//! Suffix-based archive classification. File contents are never inspected.

use std::fmt;
use std::path::Path;

/// What kind of compressed file a path names.
#[derive(Debug, Clone, Copy, PartialEq, Eq, Hash)]
pub enum ArchiveKind {
    /// `.tar.gz` or `.tgz`
    TarGzip,
    /// `.gz` holding a single stream
    PlainGzip,
    Unknown,
}

impl fmt::Display for ArchiveKind {
    fn fmt(&self, f: &mut fmt::Formatter<'_>) -> fmt::Result {
        let s = match self {
            ArchiveKind::TarGzip => "tar.gz",
            ArchiveKind::PlainGzip => "gz",
            ArchiveKind::Unknown => "unknown",
        };
        f.write_str(s)
    }
}

/// Classifies `path` by its file name. Matching is case-sensitive.
pub fn classify(path: &Path) -> ArchiveKind {
    let name = match path.file_name().and_then(|n| n.to_str()) {
        Some(n) => n,
        None => return ArchiveKind::Unknown,
    };
    if name.ends_with(".tar.gz") || name.ends_with(".tgz") {
        ArchiveKind::TarGzip
    } else if gz_target_name(name).is_some() {
        ArchiveKind::PlainGzip
    } else {
        ArchiveKind::Unknown
    }
}

/// Output name for a plain gzip file: the name with `.gz` stripped, if anything is left.
pub fn gz_target_name(name: &str) -> Option<&str> {
    name.strip_suffix(".gz").filter(|stem| !stem.is_empty())
}
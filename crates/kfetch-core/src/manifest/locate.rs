//! Manifest lookup over an ordered candidate list.

use std::path::{Path, PathBuf};

/// Returns the first candidate that exists as a regular file, or `None`.
pub fn locate<P: AsRef<Path>>(candidates: &[P]) -> Option<PathBuf> {
    candidates
        .iter()
        .map(AsRef::as_ref)
        .find(|p| p.is_file())
        .map(Path::to_path_buf)
}
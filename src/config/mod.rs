use serde::{Deserialize, Serialize};
use std::path::{Path, PathBuf};
use std::sync::Arc;
use std::time::Duration;

use crate::fuse::MountOptions;
use crate::layer::{DEFAULT_DELETION_DIRNAME, UnionOptions};
use crate::regen::{AppendRegenerator, GateOptions, Regenerator, StalenessPolicy};

/// Prefix for environment overrides, e.g. `REGENFS__REGEN__POLICY=record`.
pub const ENV_PREFIX: &str = "REGENFS";

#[derive(Debug, Clone, Default, Serialize, Deserialize)]
#[serde(default)]
pub struct Config {
    pub mount: MountConfig,
    pub cache: CacheConfig,
    pub union: UnionConfig,
    pub regen: RegenConfig,
    pub debug: bool,
    /// Emit logs as JSON lines instead of human-readable text.
    pub log_json: bool,
}

#[derive(Debug, Clone, Serialize, Deserialize)]
#[serde(default)]
pub struct MountConfig {
    pub mount_point: Option<PathBuf>,
    pub overlay_dir: Option<PathBuf>,
    pub source_dir: Option<PathBuf>,
    pub allow_other: bool,
    pub fsname: String,
}

impl Default for MountConfig {
    fn default() -> Self {
        Self {
            mount_point: None,
            overlay_dir: None,
            source_dir: None,
            allow_other: false,
            fsname: "regenfs".to_string(),
        }
    }
}

/// Cache lifetimes in seconds.
#[derive(Debug, Clone, Serialize, Deserialize)]
#[serde(default)]
pub struct CacheConfig {
    pub entry_ttl: f64,
    pub attr_ttl: f64,
    pub deletion_cache_ttl: f64,
}

impl Default for CacheConfig {
    fn default() -> Self {
        Self { entry_ttl: 1.0, attr_ttl: 1.0, deletion_cache_ttl: 5.0 }
    }
}

#[derive(Debug, Clone, Serialize, Deserialize)]
#[serde(default)]
pub struct UnionConfig {
    pub deletion_dirname: String,
}

impl Default for UnionConfig {
    fn default() -> Self {
        Self { deletion_dirname: DEFAULT_DELETION_DIRNAME.to_string() }
    }
}

#[derive(Debug, Clone, Serialize, Deserialize)]
#[serde(default)]
pub struct RegenConfig {
    pub policy: StalenessPolicy,
    pub precreate_dirs: bool,
    pub atomic_writes: bool,
    pub file_mode: u32,
    /// Seconds; unset means wait for the regenerator indefinitely.
    pub timeout: Option<f64>,
    /// Files with these extensions get `append_text` appended. Empty disables
    /// regeneration.
    pub append_extensions: Vec<String>,
    pub append_text: String,
}

impl Default for RegenConfig {
    fn default() -> Self {
        Self {
            policy: StalenessPolicy::Mtime,
            precreate_dirs: false,
            atomic_writes: true,
            file_mode: 0o644,
            timeout: None,
            append_extensions: Vec::new(),
            append_text: "\nhello\n".to_string(),
        }
    }
}

fn seconds(name: &str, value: f64) -> anyhow::Result<Duration> {
    Duration::try_from_secs_f64(value)
        .map_err(|_| anyhow::anyhow!("{} must be a non-negative number of seconds, got {}", name, value))
}

fn required<'a>(name: &str, value: &'a Option<PathBuf>) -> anyhow::Result<&'a Path> {
    value.as_deref().ok_or_else(|| anyhow::anyhow!("{} is not configured", name))
}

impl Config {
    /// Load `regenfs.toml` (or `path`), then apply `REGENFS__*` overrides.
    pub fn load(path: Option<&Path>) -> anyhow::Result<Self> {
        let file = match path {
            Some(path) => config::File::from(path).required(true),
            None => config::File::with_name("regenfs").required(false),
        };
        Self::from_sources(file, ENV_PREFIX)
    }

    fn from_sources<S>(file: S, env_prefix: &str) -> anyhow::Result<Self>
    where
        S: config::Source + Send + Sync + 'static,
    {
        let config = config::Config::builder()
            .add_source(file)
            .add_source(
                config::Environment::with_prefix(env_prefix)
                    .prefix_separator("__")
                    .separator("__")
                    .list_separator(",")
                    .with_list_parse_key("regen.append_extensions")
                    .try_parsing(true),
            )
            .build()?;

        Ok(config.try_deserialize()?)
    }

    /// Check everything needed to mount, returning the three directories.
    pub fn validate(&self) -> anyhow::Result<(&Path, &Path, &Path)> {
        let mount_point = required("mount point", &self.mount.mount_point)?;
        let overlay = required("overlay directory", &self.mount.overlay_dir)?;
        let source = required("source directory", &self.mount.source_dir)?;

        if !overlay.is_dir() {
            anyhow::bail!("Overlay directory does not exist: {}", overlay.display());
        }
        if !source.is_dir() {
            anyhow::bail!("Source directory does not exist: {}", source.display());
        }

        let dirname = &self.union.deletion_dirname;
        if dirname.is_empty() || dirname.contains('/') || dirname == "." || dirname == ".." {
            anyhow::bail!("Invalid deletion directory name: {:?}", dirname);
        }

        seconds("entry_ttl", self.cache.entry_ttl)?;
        seconds("attr_ttl", self.cache.attr_ttl)?;
        seconds("deletion_cache_ttl", self.cache.deletion_cache_ttl)?;
        if let Some(timeout) = self.regen.timeout {
            seconds("timeout", timeout)?;
        }

        Ok((mount_point, overlay, source))
    }

    pub fn union_options(&self) -> anyhow::Result<UnionOptions> {
        Ok(UnionOptions {
            deletion_dirname: self.union.deletion_dirname.clone(),
            deletion_cache_ttl: seconds("deletion_cache_ttl", self.cache.deletion_cache_ttl)?,
        })
    }

    pub fn gate_options(&self) -> anyhow::Result<GateOptions> {
        let timeout = match self.regen.timeout {
            Some(secs) => Some(seconds("timeout", secs)?),
            None => None,
        };
        Ok(GateOptions {
            policy: self.regen.policy,
            precreate_dirs: self.regen.precreate_dirs,
            atomic_writes: self.regen.atomic_writes,
            file_mode: self.regen.file_mode,
            timeout,
            reserved: vec![format!("/{}", self.union.deletion_dirname)],
        })
    }

    pub fn mount_options(&self) -> anyhow::Result<MountOptions> {
        Ok(MountOptions {
            allow_other: self.mount.allow_other,
            fsname: Some(self.mount.fsname.clone()),
            entry_ttl: seconds("entry_ttl", self.cache.entry_ttl)?,
            attr_ttl: seconds("attr_ttl", self.cache.attr_ttl)?,
            ..Default::default()
        })
    }

    /// The configured regenerator, if any.
    pub fn regenerator(&self) -> Option<Arc<dyn Regenerator>> {
        if self.regen.append_extensions.is_empty() {
            return None;
        }
        Some(Arc::new(AppendRegenerator::new(
            self.regen.append_extensions.iter().cloned(),
            self.regen.append_text.clone(),
        )))
    }
}
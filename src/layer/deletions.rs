//! Deletion markers ("whiteouts") for the union view.
//!
//! A path deleted through the merged namespace while the source tree still
//! holds it is recorded as a marker file in a reserved overlay directory.
//! Marker names are the SHA-256 of the path; the file body is the path so
//! the directory stays inspectable by hand.

use moka::future::Cache;
use sha2::{Digest, Sha256};
use std::io::ErrorKind;
use std::path::{Path, PathBuf};
use std::time::Duration;

use crate::fs::FsResult;

/// Default name of the reserved marker directory at the overlay root.
pub const DEFAULT_DELETION_DIRNAME: &str = ".regenfs-deletions";

pub struct DeletionStore {
    dir: PathBuf,
    cache: Cache<String, bool>,
}

impl DeletionStore {
    pub fn new(overlay_root: &Path, dirname: &str, ttl: Duration) -> Self {
        let cache = Cache::builder().max_capacity(65_536).time_to_live(ttl).build();
        Self { dir: overlay_root.join(dirname), cache }
    }

    pub fn dir(&self) -> &Path {
        &self.dir
    }

    fn marker_path(&self, path: &str) -> PathBuf {
        let digest = Sha256::digest(path.as_bytes());
        let name: String = digest.iter().map(|b| format!("{:02x}", b)).collect();
        self.dir.join(name)
    }

    /// Whether `path` itself carries a marker.
    pub async fn is_marked(&self, path: &str) -> bool {
        if let Some(hit) = self.cache.get(path).await {
            return hit;
        }
        let marked = tokio::fs::try_exists(self.marker_path(path)).await.unwrap_or(false);
        self.cache.insert(path.to_string(), marked).await;
        marked
    }

    /// Whether `path` or any of its ancestors has been deleted.
    pub async fn is_deleted(&self, path: &str) -> bool {
        if self.is_marked(path).await {
            return true;
        }
        for ancestor in crate::fs::path::ancestors(path) {
            if self.is_marked(ancestor).await {
                return true;
            }
        }
        false
    }

    pub async fn mark(&self, path: &str) -> FsResult<()> {
        tokio::fs::create_dir_all(&self.dir).await?;
        tokio::fs::write(self.marker_path(path), path.as_bytes()).await?;
        self.cache.insert(path.to_string(), true).await;
        tracing::debug!(path = %path, "recorded deletion marker");
        Ok(())
    }

    pub async fn clear(&self, path: &str) -> FsResult<()> {
        match tokio::fs::remove_file(self.marker_path(path)).await {
            Ok(()) => tracing::debug!(path = %path, "cleared deletion marker"),
            Err(e) if e.kind() == ErrorKind::NotFound => {}
            Err(e) => return Err(e.into()),
        }
        self.cache.insert(path.to_string(), false).await;
        Ok(())
    }

    /// Clear the markers of `path` and of everything below it.
    pub async fn clear_tree(&self, path: &str) -> FsResult<()> {
        let mut entries = match tokio::fs::read_dir(&self.dir).await {
            Ok(entries) => entries,
            Err(e) if e.kind() == ErrorKind::NotFound => return Ok(()),
            Err(e) => return Err(e.into()),
        };
        while let Some(entry) = entries.next_entry().await? {
            let Ok(marked) = tokio::fs::read_to_string(entry.path()).await else {
                continue;
            };
            let below = marked.strip_prefix(path).is_some_and(|rest| rest.starts_with('/'));
            if marked == path || below {
                self.clear(&marked).await?;
            }
        }
        Ok(())
    }
}
use crate::fs::error::{FsError, FsResult};

const MAX_PATH_LENGTH: usize = 4096;
const MAX_FILENAME_LENGTH: usize = 255;

/// Normalize a mount-relative path into `/a/b` form.
///
/// Leading slashes are optional, repeated slashes and `.` components are
/// dropped. `..` is rejected so a path can never leave the source or overlay
/// root it is joined onto.
pub fn normalize_path(path: &str) -> FsResult<String> {
    if path.is_empty() {
        return Err(FsError::InvalidPath("Empty path".to_string()));
    }

    if path.contains('\0') {
        return Err(FsError::InvalidPath("Path contains NULL character".to_string()));
    }

    if path.len() > MAX_PATH_LENGTH {
        return Err(FsError::PathTooLong(path.len()));
    }

    let parts: Vec<&str> = path.split('/').filter(|s| !s.is_empty() && *s != ".").collect();

    for part in &parts {
        if *part == ".." {
            return Err(FsError::InvalidPath(format!("Parent reference in path: {}", path)));
        }
        if part.len() > MAX_FILENAME_LENGTH {
            return Err(FsError::FilenameTooLong(part.len()));
        }
    }

    Ok(format!("/{}", parts.join("/")))
}

/// Strip the leading `/` of a normalized path. The root maps to `""`.
pub fn relative(path: &str) -> &str {
    path.trim_start_matches('/')
}

pub fn split_path(path: &str) -> FsResult<(String, String)> {
    let normalized = normalize_path(path)?;

    if normalized == "/" {
        return Err(FsError::InvalidPath("Cannot split root path".to_string()));
    }

    // normalized always contains at least one slash
    let idx = normalized.rfind('/').unwrap_or(0);
    let parent = if idx == 0 { "/".to_string() } else { normalized[..idx].to_string() };
    Ok((parent, normalized[idx + 1..].to_string()))
}

/// Join a child name onto a normalized directory path.
pub fn join(parent: &str, name: &str) -> String {
    if parent == "/" { format!("/{}", name) } else { format!("{}/{}", parent, name) }
}

/// All proper ancestors of a normalized path, nearest first, excluding `/`.
pub fn ancestors(path: &str) -> Vec<&str> {
    let mut result = Vec::new();
    let mut current = path;
    while let Some(idx) = current.rfind('/') {
        if idx == 0 {
            break;
        }
        current = &current[..idx];
        result.push(current);
    }
    result
}
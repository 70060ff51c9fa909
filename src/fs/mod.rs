pub mod error;
pub mod path;

pub use error::{FsError, FsResult};

/// Run blocking filesystem work off the async worker threads.
pub(crate) async fn blocking<T, F>(f: F) -> FsResult<T>
where
    F: FnOnce() -> FsResult<T> + Send + 'static,
    T: Send + 'static,
{
    tokio::task::spawn_blocking(f).await.map_err(|e| FsError::Io(std::io::Error::other(e)))?
}
use super::{RegenError, Regeneration, Regenerator};
use crate::fs::path::{normalize_path, relative};

/// How the gate decides that a path needs regenerating.
#[derive(
    Debug, Clone, Copy, Default, PartialEq, Eq, Serialize, Deserialize, clap::ValueEnum,
)]
#[serde(rename_all = "lowercase")]
pub enum StalenessPolicy {
    /// Compare source and overlay modification times. Needs no state and
    /// survives restarts.
    #[default]
    Mtime,
    /// Remember when each path was last confirmed fresh.
    Record,
}

#[derive(Debug, Clone)]
pub struct GateOptions {
    pub policy: StalenessPolicy,
    /// Mirror source directories into the overlay on first access.
    pub precreate_dirs: bool,
    /// Write through a temporary file and rename it into place.
    pub atomic_writes: bool,
    /// Permission bits of materialized files.
    pub file_mode: u32,
    /// Upper bound for a single regenerator call.
    pub timeout: Option<Duration>,
    /// Normalized paths (and everything below them) the gate never touches.
    pub reserved: Vec<String>,
}

impl Default for GateOptions {
    fn default() -> Self {
        Self {
            policy: StalenessPolicy::Mtime,
            precreate_dirs: false,
            atomic_writes: true,
            file_mode: 0o644,
            timeout: None,
            reserved: Vec::new(),
        }
    }
}

/// Last confirmation time per path. Entries are never pruned; the map grows
/// with the set of paths that have been checked.
#[derive(Debug, Default)]
pub struct FreshnessRecord {
    stamps: HashMap<String, DateTime<Utc>>,
}
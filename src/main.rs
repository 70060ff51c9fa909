use clap::Parser;
use regenfs::config::Config;
use regenfs::fuse::{self, FilesystemInterface, RegenBackend};
use regenfs::layer::UnionView;
use regenfs::regen::{StalenessGate, StalenessPolicy};
use std::path::PathBuf;
use std::sync::Arc;
use tracing_subscriber::{layer::SubscriberExt, util::SubscriberInitExt};

/// Mount SOURCE_DIR merged under OVERLAY_DIR at MOUNTPOINT, regenerating
/// overlay content whenever the source is newer.
#[derive(Debug, Parser)]
#[command(name = "regenfs", version, about)]
struct Cli {
    /// Where to mount the merged view
    mountpoint: PathBuf,

    /// Writable tree that receives regenerated content and user writes
    overlay_dir: PathBuf,

    /// Read-only tree holding the original content
    source_dir: PathBuf,

    /// Configuration file (defaults to ./regenfs.toml if present)
    #[arg(long, env = "REGENFS_CONFIG")]
    config: Option<PathBuf>,

    /// Log every filesystem operation
    #[arg(long)]
    debug: bool,

    /// Kernel entry cache lifetime in seconds
    #[arg(long)]
    entry_ttl: Option<f64>,

    /// Kernel attribute cache lifetime in seconds
    #[arg(long)]
    attr_ttl: Option<f64>,

    /// Deletion marker cache lifetime in seconds
    #[arg(long)]
    deletion_cache_ttl: Option<f64>,

    /// Name of the deletion marker directory inside the overlay
    #[arg(long)]
    deletion_dirname: Option<String>,

    /// How staleness is decided
    #[arg(long, value_enum)]
    policy: Option<StalenessPolicy>,

    /// Mirror source directories into the overlay on first access
    #[arg(long)]
    precreate_dirs: bool,

    /// Regenerate files with this extension (repeatable)
    #[arg(long = "append-ext", value_name = "EXT")]
    append_ext: Vec<String>,

    /// Text appended to regenerated files
    #[arg(long)]
    append_text: Option<String>,

    /// Let other users access the mount
    #[arg(long)]
    allow_other: bool,

    /// Log as JSON lines
    #[arg(long)]
    log_json: bool,
}

impl Cli {
    fn apply(self, config: &mut Config) {
        config.mount.mount_point = Some(self.mountpoint);
        config.mount.overlay_dir = Some(self.overlay_dir);
        config.mount.source_dir = Some(self.source_dir);
        config.mount.allow_other |= self.allow_other;
        config.debug |= self.debug;
        config.log_json |= self.log_json;
        config.regen.precreate_dirs |= self.precreate_dirs;

        if let Some(ttl) = self.entry_ttl {
            config.cache.entry_ttl = ttl;
        }
        if let Some(ttl) = self.attr_ttl {
            config.cache.attr_ttl = ttl;
        }
        if let Some(ttl) = self.deletion_cache_ttl {
            config.cache.deletion_cache_ttl = ttl;
        }
        if let Some(dirname) = self.deletion_dirname {
            config.union.deletion_dirname = dirname;
        }
        if let Some(policy) = self.policy {
            config.regen.policy = policy;
        }
        if !self.append_ext.is_empty() {
            config.regen.append_extensions = self.append_ext;
        }
        if let Some(text) = self.append_text {
            config.regen.append_text = text;
        }
    }
}

fn main() -> anyhow::Result<()> {
    let cli = Cli::parse();
    let mut config = Config::load(cli.config.as_deref())?;
    cli.apply(&mut config);

    let default_filter = if config.debug { "regenfs=debug" } else { "regenfs=info" };
    let registry = tracing_subscriber::registry().with(
        tracing_subscriber::EnvFilter::try_from_default_env()
            .unwrap_or_else(|_| default_filter.into()),
    );
    if config.log_json {
        registry.with(tracing_subscriber::fmt::layer().json()).init();
    } else {
        registry.with(tracing_subscriber::fmt::layer()).init();
    }

    let (mountpoint, overlay, source) = config.validate()?;

    let view = UnionView::new(source, overlay, config.union_options()?);
    view.set_debug(config.debug);

    let regenerator = config.regenerator();
    if regenerator.is_none() {
        tracing::warn!("No regenerator configured, serving the merged view as is");
    }
    let gate = Arc::new(StalenessGate::new(source, overlay, regenerator, config.gate_options()?));
    let backend: Arc<dyn FilesystemInterface> =
        Arc::new(RegenBackend::new(Arc::new(view), gate));

    tracing::info!(
        mountpoint = %mountpoint.display(),
        overlay = %overlay.display(),
        source = %source.display(),
        policy = ?config.regen.policy,
        "Starting regenfs"
    );

    fuse::serve(backend, mountpoint, config.mount_options()?)
}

......

■ WHAT IS REQUIRED: Find and copy each line above holding "lines".

■ WORKED SOLUTION:
    /// Emit logs as JSON lines instead of human-readable text.
    /// Log as JSON lines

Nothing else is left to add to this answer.